Collected data:

---*---

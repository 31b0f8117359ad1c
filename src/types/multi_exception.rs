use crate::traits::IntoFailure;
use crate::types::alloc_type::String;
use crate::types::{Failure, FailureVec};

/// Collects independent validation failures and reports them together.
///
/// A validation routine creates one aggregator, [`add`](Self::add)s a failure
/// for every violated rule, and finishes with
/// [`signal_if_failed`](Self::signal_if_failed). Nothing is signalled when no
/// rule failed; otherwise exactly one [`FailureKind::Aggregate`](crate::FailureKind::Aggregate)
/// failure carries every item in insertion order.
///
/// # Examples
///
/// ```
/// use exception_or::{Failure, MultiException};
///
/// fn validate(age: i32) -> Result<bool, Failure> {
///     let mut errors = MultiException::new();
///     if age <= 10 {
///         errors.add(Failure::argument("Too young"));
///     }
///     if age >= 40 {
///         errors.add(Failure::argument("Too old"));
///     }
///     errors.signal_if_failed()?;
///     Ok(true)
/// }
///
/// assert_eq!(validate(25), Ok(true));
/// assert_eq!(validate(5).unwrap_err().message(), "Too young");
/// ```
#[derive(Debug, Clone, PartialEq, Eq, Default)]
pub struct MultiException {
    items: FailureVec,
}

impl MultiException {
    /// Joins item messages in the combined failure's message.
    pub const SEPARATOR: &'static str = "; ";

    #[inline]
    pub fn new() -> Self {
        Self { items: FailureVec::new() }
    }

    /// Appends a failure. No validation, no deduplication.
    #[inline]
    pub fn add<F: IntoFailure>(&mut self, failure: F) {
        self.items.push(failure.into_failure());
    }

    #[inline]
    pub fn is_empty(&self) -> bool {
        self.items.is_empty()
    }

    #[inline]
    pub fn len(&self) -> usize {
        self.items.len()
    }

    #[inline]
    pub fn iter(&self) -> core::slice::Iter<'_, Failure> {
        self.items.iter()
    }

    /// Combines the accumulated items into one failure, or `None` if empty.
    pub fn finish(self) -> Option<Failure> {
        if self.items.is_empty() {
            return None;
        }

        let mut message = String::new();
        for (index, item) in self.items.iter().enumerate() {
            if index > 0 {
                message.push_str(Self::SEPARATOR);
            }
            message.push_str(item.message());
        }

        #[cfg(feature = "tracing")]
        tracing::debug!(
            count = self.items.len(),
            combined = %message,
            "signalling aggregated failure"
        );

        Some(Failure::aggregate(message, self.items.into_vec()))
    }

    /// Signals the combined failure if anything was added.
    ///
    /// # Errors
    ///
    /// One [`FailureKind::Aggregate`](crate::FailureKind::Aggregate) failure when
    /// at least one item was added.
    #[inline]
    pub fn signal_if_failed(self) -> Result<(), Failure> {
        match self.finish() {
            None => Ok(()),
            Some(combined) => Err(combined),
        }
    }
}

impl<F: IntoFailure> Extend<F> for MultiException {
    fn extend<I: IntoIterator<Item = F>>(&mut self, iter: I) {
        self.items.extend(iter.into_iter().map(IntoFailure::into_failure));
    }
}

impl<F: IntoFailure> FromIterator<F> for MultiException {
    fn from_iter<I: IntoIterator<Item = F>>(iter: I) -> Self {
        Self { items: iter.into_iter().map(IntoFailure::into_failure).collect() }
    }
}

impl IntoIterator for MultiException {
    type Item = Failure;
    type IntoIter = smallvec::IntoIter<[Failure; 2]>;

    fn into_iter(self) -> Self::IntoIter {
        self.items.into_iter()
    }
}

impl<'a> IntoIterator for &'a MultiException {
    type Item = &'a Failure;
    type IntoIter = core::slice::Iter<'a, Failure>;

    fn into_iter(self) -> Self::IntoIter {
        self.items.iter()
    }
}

---*---

INSTRUCTIONS FOR THE TASK:
Retype every record above exactly as it stands.

SOLUTION TO THIS EXERCISE:
repository 31b0f8117359ad1c
filename src/types/multi_exception.rs
use crate::traits::IntoFailure;
use crate::types::alloc_type::String;
use crate::types::{Failure, FailureVec};

/// Collects independent validation failures and reports them together.
///
/// A validation routine creates one aggregator, [`add`](Self::add)s a failure
/// for every violated rule, and finishes with
/// [`signal_if_failed`](Self::signal_if_failed). Nothing is signalled when no
/// rule failed; otherwise exactly one [`FailureKind::Aggregate`](crate::FailureKind::Aggregate)
/// failure carries every item in insertion order.
///
/// # Examples
///
/// ```
/// use exception_or::{Failure, MultiException};
///
/// fn validate(age: i32) -> Result<bool, Failure> {
///     let mut errors = MultiException::new();
///     if age <= 10 {
///         errors.add(Failure::argument("Too young"));
///     }
///     if age >= 40 {
///         errors.add(Failure::argument("Too old"));
///     }
///     errors.signal_if_failed()?;
///     Ok(true)
/// }
///
/// assert_eq!(validate(25), Ok(true));
/// assert_eq!(validate(5).unwrap_err().message(), "Too young");
/// ```
#[derive(Debug, Clone, PartialEq, Eq, Default)]
pub struct MultiException {
    items: FailureVec,
}

impl MultiException {
    /// Joins item messages in the combined failure's message.
    pub const SEPARATOR: &'static str = "; ";

    #[inline]
    pub fn new() -> Self {
        Self { items: FailureVec::new() }
    }

    /// Appends a failure. No validation, no deduplication.
    #[inline]
    pub fn add<F: IntoFailure>(&mut self, failure: F) {
        self.items.push(failure.into_failure());
    }

    #[inline]
    pub fn is_empty(&self) -> bool {
        self.items.is_empty()
    }

    #[inline]
    pub fn len(&self) -> usize {
        self.items.len()
    }

    #[inline]
    pub fn iter(&self) -> core::slice::Iter<'_, Failure> {
        self.items.iter()
    }

    /// Combines the accumulated items into one failure, or `None` if empty.
    pub fn finish(self) -> Option<Failure> {
        if self.items.is_empty() {
            return None;
        }

        let mut message = String::new();
        for (index, item) in self.items.iter().enumerate() {
            if index > 0 {
                message.push_str(Self::SEPARATOR);
            }
            message.push_str(item.message());
        }

        #[cfg(feature = "tracing")]
        tracing::debug!(
            count = self.items.len(),
            combined = %message,
            "signalling aggregated failure"
        );

        Some(Failure::aggregate(message, self.items.into_vec()))
    }

    /// Signals the combined failure if anything was added.
    ///
    /// # Errors
    ///
    /// One [`FailureKind::Aggregate`](crate::FailureKind::Aggregate) failure when
    /// at least one item was added.
    #[inline]
    pub fn signal_if_failed(self) -> Result<(), Failure> {
        match self.finish() {
            None => Ok(()),
            Some(combined) => Err(combined),
        }
    }
}

impl<F: IntoFailure> Extend<F> for MultiException {
    fn extend<I: IntoIterator<Item = F>>(&mut self, iter: I) {
        self.items.extend(iter.into_iter().map(IntoFailure::into_failure));
    }
}

impl<F: IntoFailure> FromIterator<F> for MultiException {
    fn from_iter<I: IntoIterator<Item = F>>(iter: I) -> Self {
        Self { items: iter.into_iter().map(IntoFailure::into_failure).collect() }
    }
}

impl IntoIterator for MultiException {
    type Item = Failure;
    type IntoIter = smallvec::IntoIter<[Failure; 2]>;

    fn into_iter(self) -> Self::IntoIter {
        self.items.into_iter()
    }
}

impl<'a> IntoIterator for &'a MultiException {
    type Item = &'a Failure;
    type IntoIter = core::slice::Iter<'a, Failure>;

    fn into_iter(self) -> Self::IntoIter {
        self.items.iter()
    }
}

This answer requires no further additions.